··· GIVEN DATA
// Copyright (c) 2025 Varshith Gudur. Licensed under AGPLv3.
use crate::home::Home;
use crate::identity::{generate_identity, load_identity};
use anyhow::Context;
use cyberspace_chain::store::normalize_label;
use cyberspace_chain::{State, StateFile};
use cyberspace_kernel::Coordinate;

/// Creates an identity and a new chain, and makes that chain active.
///
/// Without `--at` the chain starts at the coordinate encoded by the public key.
pub fn run(home: &Home, from_key: Option<&str>, chain: Option<&str>, at: Option<&str>) -> anyhow::Result<()> {
    let identity = match from_key {
        Some(secret) => load_identity(secret)?,
        None => generate_identity(),
    };
    let coordinate = match at {
        Some(raw) => Coordinate::parse(raw).with_context(|| format!("parsing --at {raw:?}"))?,
        None => Coordinate::from_interleaved(identity.pubkey.as_bytes()),
    };
    let label = match chain {
        Some(label) => label.to_string(),
        None => format!("chain-{}", chrono::Utc::now().timestamp()),
    };

    let store = home.store()?;
    let genesis = store.create_chain(&label, identity.pubkey, coordinate)?;
    let label = normalize_label(&label)?;

    let pubkey = identity.pubkey;
    StateFile::create(home.state_path(), State::new(label.clone(), &genesis, identity))
        .with_context(|| format!("writing {}", home.state_path().display()))?;

    println!("pubkey:     {pubkey}");
    println!("chain:      {label}");
    println!("genesis:    {}", genesis.id);
    println!("coordinate: {}", genesis.coordinate());
    println!("coord_hex:  {}", genesis.coordinate().render_hex());
    Ok(())
}
// Copyright (c) 2025 Varshith Gudur. Licensed under AGPLv3.
//! Error types.

use crate::types::Axis;
use thiserror::Error;

#[derive(Error, Debug, Clone, PartialEq, Eq)]
pub enum KernelError {
    /// One or more axes need a taller LCA subtree than the caller allows.
    /// `axes` is empty when a single axis was proved on its own.
    #[error("hop too large: LCA height {height} exceeds max {ceiling}{}", describe_axes(.axes))]
    CostExceeded { ceiling: u32, height: u32, axes: Vec<(Axis, u32)> },

    /// Arithmetic pushed an axis outside [0, 2^256).
    #[error("axis {axis} leaves the 256-bit domain")]
    OutOfDomain { axis: Axis },

    #[error("parse error: {0}")]
    Parse(String),

    #[error("encoding error: {0}")]
    Encoding(String),

    #[error("event is already signed")]
    AlreadySigned,

    /// Requested debug tree is taller than the configured listing limit.
    #[error("height {height} exceeds listing limit {limit}")]
    TreeTooTall { height: u32, limit: u32 },
}

fn describe_axes(axes: &[(Axis, u32)]) -> String {
    if axes.is_empty() {
        return String::new();
    }
    let named: Vec<String> = axes.iter().map(|(axis, h)| format!("{axis}={h}")).collect();
    format!(" (axes {})", named.join(", "))
}

pub type Result<T> = core::result::Result<T, KernelError>;
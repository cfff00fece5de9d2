// Copyright (c) 2025 Varshith Gudur. Licensed under AGPLv3.
//! Value types: axis scalars, coordinates, deltas and digests.

pub mod scalar;
pub mod coord;
pub mod delta;
pub mod digest;

pub use coord::{Axis, Coordinate};
pub use delta::{AxisDelta, Delta};
pub use digest::Digest;
pub use scalar::Scalar;
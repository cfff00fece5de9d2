// Copyright (c) 2025 Varshith Gudur. Licensed under AGPLv3.
//! The cyberspace home directory.
//!
//! ```text
//! <home>/state.json         cached process state
//! <home>/config.json        settings
//! <home>/chains/<label>.jsonl
//! ```

use crate::settings::Settings;
use anyhow::{anyhow, Context};
use cyberspace_chain::{ChainStore, StateFile};
use std::path::{Path, PathBuf};

#[derive(Debug, Clone)]
pub struct Home {
    root: PathBuf,
}

impl Home {
    pub fn new(root: impl Into<PathBuf>) -> Self {
        Self { root: root.into() }
    }

    /// `--home` / `CYBERSPACE_HOME` if given, else `~/.cyberspace`.
    pub fn resolve(explicit: Option<PathBuf>) -> anyhow::Result<Self> {
        match explicit {
            Some(root) => Ok(Self::new(root)),
            None => {
                let home = dirs::home_dir().ok_or_else(|| anyhow!("cannot locate the user home directory; pass --home"))?;
                Ok(Self::new(home.join(".cyberspace")))
            }
        }
    }

    pub fn root(&self) -> &Path {
        &self.root
    }

    pub fn state_path(&self) -> PathBuf {
        self.root.join("state.json")
    }

    pub fn settings_path(&self) -> PathBuf {
        self.root.join("config.json")
    }

    pub fn chains_dir(&self) -> PathBuf {
        self.root.join("chains")
    }

    /// Store that verifies hops up to the configured LCA ceiling.
    pub fn store(&self) -> anyhow::Result<ChainStore> {
        self.store_verifying(self.settings().default_max_lca_height)
    }

    pub fn store_verifying(&self, max_height: u32) -> anyhow::Result<ChainStore> {
        let store = ChainStore::open(self.chains_dir())
            .with_context(|| format!("opening {}", self.chains_dir().display()))?;
        Ok(store.with_verify_height(max_height))
    }

    pub fn settings(&self) -> Settings {
        Settings::load(&self.settings_path())
    }

    /// Loaded state, or an error telling the user to spawn first.
    pub fn require_state(&self) -> anyhow::Result<StateFile> {
        StateFile::load(self.state_path())
            .with_context(|| format!("reading {}", self.state_path().display()))?
            .ok_or_else(|| anyhow!("no state at {}; run `cyberspace spawn` first", self.state_path().display()))
    }

    /// State validated against its chain tip.
    pub fn reconciled_state(&self, store: &ChainStore) -> anyhow::Result<StateFile> {
        let mut state = self.require_state()?;
        state.reconcile(store).context("checking state against the chain")?;
        Ok(state)
    }
}
// Copyright (c) 2025 Varshith Gudur. Licensed under AGPLv3.
//! Movement Planner.
//!
//! Every hop is one atomic unit: size it, build its proof, append it, then
//! checkpoint the state cache. A failure anywhere before the append leaves the
//! chain untouched. Multi-hop travel only checks for cancellation between
//! units, so an interrupted run always stops on a real, replayable tip and
//! resuming simply plans again from that tip.

use crate::error::{ChainError, Result};
use crate::state::StateFile;
use crate::store::{normalize_label, ChainStore};
use cyberspace_kernel::event::{Event, PublicKey};
use cyberspace_kernel::movement::{build_movement_proof, HopCost};
use cyberspace_kernel::toward::{next_step, StepPolicy};
use cyberspace_kernel::{Axis, Coordinate, Delta};
use std::sync::atomic::{AtomicBool, Ordering};
use std::sync::Arc;
use tracing::{debug, info};

/// Shared flag for stopping `plan_toward` between hops.
#[derive(Debug, Clone, Default)]
pub struct CancelToken(Arc<AtomicBool>);

impl CancelToken {
    pub fn new() -> Self {
        Self::default()
    }

    pub fn cancel(&self) {
        self.0.store(true, Ordering::SeqCst);
    }

    pub fn is_cancelled(&self) -> bool {
        self.0.load(Ordering::SeqCst)
    }
}

#[derive(Debug, Clone, Copy, PartialEq, Eq)]
pub enum TowardStatus {
    Arrived,
    /// Stopped after `max_hops` hops.
    HopLimit,
    Cancelled,
}

#[derive(Debug, Clone, PartialEq, Eq)]
pub struct TowardOutcome {
    pub status: TowardStatus,
    /// Hops appended by this call.
    pub hops: u64,
    pub coordinate: Coordinate,
}

/// Reported to the observer after each appended hop.
#[derive(Debug)]
pub struct HopProgress<'a> {
    pub hop: u64,
    pub event: &'a Event,
    pub cost: HopCost,
    /// Height limit the hop was built under.
    pub limit: u32,
    /// Axes that crossed a block edge at `limit`.
    pub bumped: &'a [Axis],
}

pub struct Navigator<'a> {
    store: &'a ChainStore,
    label: String,
    author: PublicKey,
    checkpoint: Option<&'a mut StateFile>,
}

impl<'a> Navigator<'a> {
    pub fn new(store: &'a ChainStore, label: &str, author: PublicKey) -> Result<Self> {
        Ok(Self { store, label: normalize_label(label)?, author, checkpoint: None })
    }

    /// Rewrites `state` after every append.
    pub fn with_checkpoint(mut self, state: &'a mut StateFile) -> Self {
        self.checkpoint = Some(state);
        self
    }

    pub fn label(&self) -> &str {
        &self.label
    }

    /// Coordinate at the chain tip.
    pub fn current(&self) -> Result<Coordinate> {
        Ok(self.store.tip(&self.label)?.coordinate().clone())
    }

    /// One hop by `delta`. Leaving the 256-bit domain fails before any proof work.
    pub fn plan_and_execute_delta(&mut self, delta: &Delta, ceiling: u32) -> Result<Event> {
        let from = self.current()?;
        let to = from.checked_add(delta)?;
        self.hop(&from, &to, ceiling)
    }

    pub fn plan_and_execute_absolute(&mut self, destination: &Coordinate, ceiling: u32) -> Result<Event> {
        let from = self.current()?;
        self.hop(&from, destination, ceiling)
    }

    /// Hops toward `destination` until arrival, `max_hops` (0 = unlimited) or cancellation.
    pub fn plan_toward<F>(
        &mut self,
        destination: &Coordinate,
        ceiling: u32,
        policy: StepPolicy,
        max_hops: u64,
        cancel: &CancelToken,
        mut observer: F,
    ) -> Result<TowardOutcome>
    where
        F: FnMut(&HopProgress<'_>),
    {
        let mut current = self.current()?;
        let mut hops = 0u64;
        info!(chain = %self.label, from = %current, to = %destination, ceiling, "travelling");

        loop {
            if cancel.is_cancelled() {
                info!(chain = %self.label, hops, "travel cancelled");
                return Ok(TowardOutcome { status: TowardStatus::Cancelled, hops, coordinate: current });
            }

            if &current == destination {
                info!(chain = %self.label, hops, "arrived");
                return Ok(TowardOutcome { status: TowardStatus::Arrived, hops, coordinate: current });
            }
            if max_hops != 0 && hops >= max_hops {
                return Ok(TowardOutcome { status: TowardStatus::HopLimit, hops, coordinate: current });
            }

            let step = match next_step(&current, destination, ceiling, policy) {
                Ok(Some(step)) => step,
                Ok(None) => {
                    return Ok(TowardOutcome { status: TowardStatus::Arrived, hops, coordinate: current });
                }
                Err(pinned) => {
                    return Err(ChainError::NoProgress { axis: pinned.axis, needed: pinned.needed, ceiling });
                }
            };

            let limit = step.limit(ceiling);
            if !step.bumped.is_empty() {
                info!(axes = ?step.bumped, limit, "crossing block edge");
            }
            let event = self.hop(&current, &step.target, limit)?;
            hops += 1;
            observer(&HopProgress { hop: hops, event: &event, cost: step.cost, limit, bumped: &step.bumped });
            current = step.target;
        }
    }

    fn hop(&mut self, from: &Coordinate, to: &Coordinate, ceiling: u32) -> Result<Event> {
        let proof = build_movement_proof(from, to, ceiling)?;
        debug!(cost = %proof.cost(), ceiling, "proof built");
        let event = self.store.append_hop(&self.label, proof, to, self.author)?;
        if let Some(state) = self.checkpoint.as_deref_mut() {
            state.checkpoint(&event)?;
        }
        Ok(event)
    }
}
······
- [WHAT TO DO] Among the entries above, find the line with "cyberspace home directory." and the line with "if given, else"; give again exactly these two lines and all lines between them.

- [EXERCISE SOLUTION]
//! The cyberspace home directory.
//!
//! ```text
//! <home>/state.json         cached process state
//! <home>/config.json        settings
//! <home>/chains/<label>.jsonl
//! ```

use crate::settings::Settings;
use anyhow::{anyhow, Context};
use cyberspace_chain::{ChainStore, StateFile};
use std::path::{Path, PathBuf};

#[derive(Debug, Clone)]
pub struct Home {
    root: PathBuf,
}

impl Home {
    pub fn new(root: impl Into<PathBuf>) -> Self {
        Self { root: root.into() }
    }

    /// `--home` / `CYBERSPACE_HOME` if given, else `~/.cyberspace`.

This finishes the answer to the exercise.